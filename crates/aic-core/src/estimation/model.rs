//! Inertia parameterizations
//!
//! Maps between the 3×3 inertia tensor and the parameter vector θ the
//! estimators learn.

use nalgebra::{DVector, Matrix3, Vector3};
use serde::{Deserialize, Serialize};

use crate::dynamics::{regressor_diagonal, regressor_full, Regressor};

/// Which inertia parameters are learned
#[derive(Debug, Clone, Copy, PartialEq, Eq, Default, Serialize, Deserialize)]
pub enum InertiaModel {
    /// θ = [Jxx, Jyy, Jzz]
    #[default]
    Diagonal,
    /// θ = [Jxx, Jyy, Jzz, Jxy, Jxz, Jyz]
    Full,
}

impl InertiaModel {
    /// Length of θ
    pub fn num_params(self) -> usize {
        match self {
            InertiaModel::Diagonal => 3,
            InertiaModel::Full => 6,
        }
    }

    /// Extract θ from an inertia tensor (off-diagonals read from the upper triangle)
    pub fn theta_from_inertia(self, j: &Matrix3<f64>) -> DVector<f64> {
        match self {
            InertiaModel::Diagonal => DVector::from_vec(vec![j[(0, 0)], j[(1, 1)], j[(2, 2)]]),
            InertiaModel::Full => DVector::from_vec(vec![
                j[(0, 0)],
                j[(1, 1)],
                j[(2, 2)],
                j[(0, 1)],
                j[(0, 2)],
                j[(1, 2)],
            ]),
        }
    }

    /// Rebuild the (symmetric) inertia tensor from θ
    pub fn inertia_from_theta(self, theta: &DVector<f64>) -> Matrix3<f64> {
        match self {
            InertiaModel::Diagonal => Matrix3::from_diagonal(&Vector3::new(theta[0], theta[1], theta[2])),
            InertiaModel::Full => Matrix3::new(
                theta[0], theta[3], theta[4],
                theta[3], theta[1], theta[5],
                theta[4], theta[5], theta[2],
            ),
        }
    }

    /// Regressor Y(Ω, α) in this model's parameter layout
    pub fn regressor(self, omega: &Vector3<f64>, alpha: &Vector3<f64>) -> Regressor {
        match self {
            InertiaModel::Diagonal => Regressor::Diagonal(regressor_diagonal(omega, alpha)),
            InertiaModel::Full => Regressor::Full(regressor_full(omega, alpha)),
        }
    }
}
==
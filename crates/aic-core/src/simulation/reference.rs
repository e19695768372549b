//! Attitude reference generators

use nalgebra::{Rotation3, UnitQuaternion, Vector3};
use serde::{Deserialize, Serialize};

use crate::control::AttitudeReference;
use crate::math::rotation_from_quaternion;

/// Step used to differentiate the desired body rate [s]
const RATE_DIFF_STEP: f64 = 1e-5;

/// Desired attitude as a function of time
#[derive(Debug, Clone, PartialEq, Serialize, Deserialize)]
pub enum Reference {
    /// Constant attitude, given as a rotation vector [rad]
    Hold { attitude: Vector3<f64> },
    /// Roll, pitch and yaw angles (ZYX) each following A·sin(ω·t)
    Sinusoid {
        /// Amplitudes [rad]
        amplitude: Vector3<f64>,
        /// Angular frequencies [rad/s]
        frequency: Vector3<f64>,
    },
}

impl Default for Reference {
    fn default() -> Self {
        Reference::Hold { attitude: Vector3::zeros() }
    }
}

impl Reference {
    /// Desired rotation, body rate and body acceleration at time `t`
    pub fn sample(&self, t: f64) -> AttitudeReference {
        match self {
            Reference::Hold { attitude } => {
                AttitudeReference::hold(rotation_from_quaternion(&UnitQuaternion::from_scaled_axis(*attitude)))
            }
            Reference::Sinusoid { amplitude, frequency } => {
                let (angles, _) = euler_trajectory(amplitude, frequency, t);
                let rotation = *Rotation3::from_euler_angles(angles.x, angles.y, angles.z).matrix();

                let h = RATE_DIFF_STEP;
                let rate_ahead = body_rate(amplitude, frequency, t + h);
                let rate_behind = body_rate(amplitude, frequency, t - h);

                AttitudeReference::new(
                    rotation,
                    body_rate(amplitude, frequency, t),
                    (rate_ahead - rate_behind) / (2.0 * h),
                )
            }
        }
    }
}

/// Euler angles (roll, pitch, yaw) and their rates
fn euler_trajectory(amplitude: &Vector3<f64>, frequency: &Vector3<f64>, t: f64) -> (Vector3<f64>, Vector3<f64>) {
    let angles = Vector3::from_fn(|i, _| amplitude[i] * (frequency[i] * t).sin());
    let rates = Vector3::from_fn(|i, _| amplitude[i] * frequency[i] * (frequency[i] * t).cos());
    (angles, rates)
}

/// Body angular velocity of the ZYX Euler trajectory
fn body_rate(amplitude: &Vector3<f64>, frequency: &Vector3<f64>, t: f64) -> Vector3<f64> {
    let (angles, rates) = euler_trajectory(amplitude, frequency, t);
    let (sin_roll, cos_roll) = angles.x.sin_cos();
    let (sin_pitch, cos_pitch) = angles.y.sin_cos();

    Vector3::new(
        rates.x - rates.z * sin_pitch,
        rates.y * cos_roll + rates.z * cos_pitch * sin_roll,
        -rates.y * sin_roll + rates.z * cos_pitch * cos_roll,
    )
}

WHAT IS REQUIRED — Throughout the material above, find every line holding "filename" and copy it.

RESPONSE BOX —
filename crates/aic-core/src/estimation/model.rs
filename crates/aic-core/src/simulation/reference.rs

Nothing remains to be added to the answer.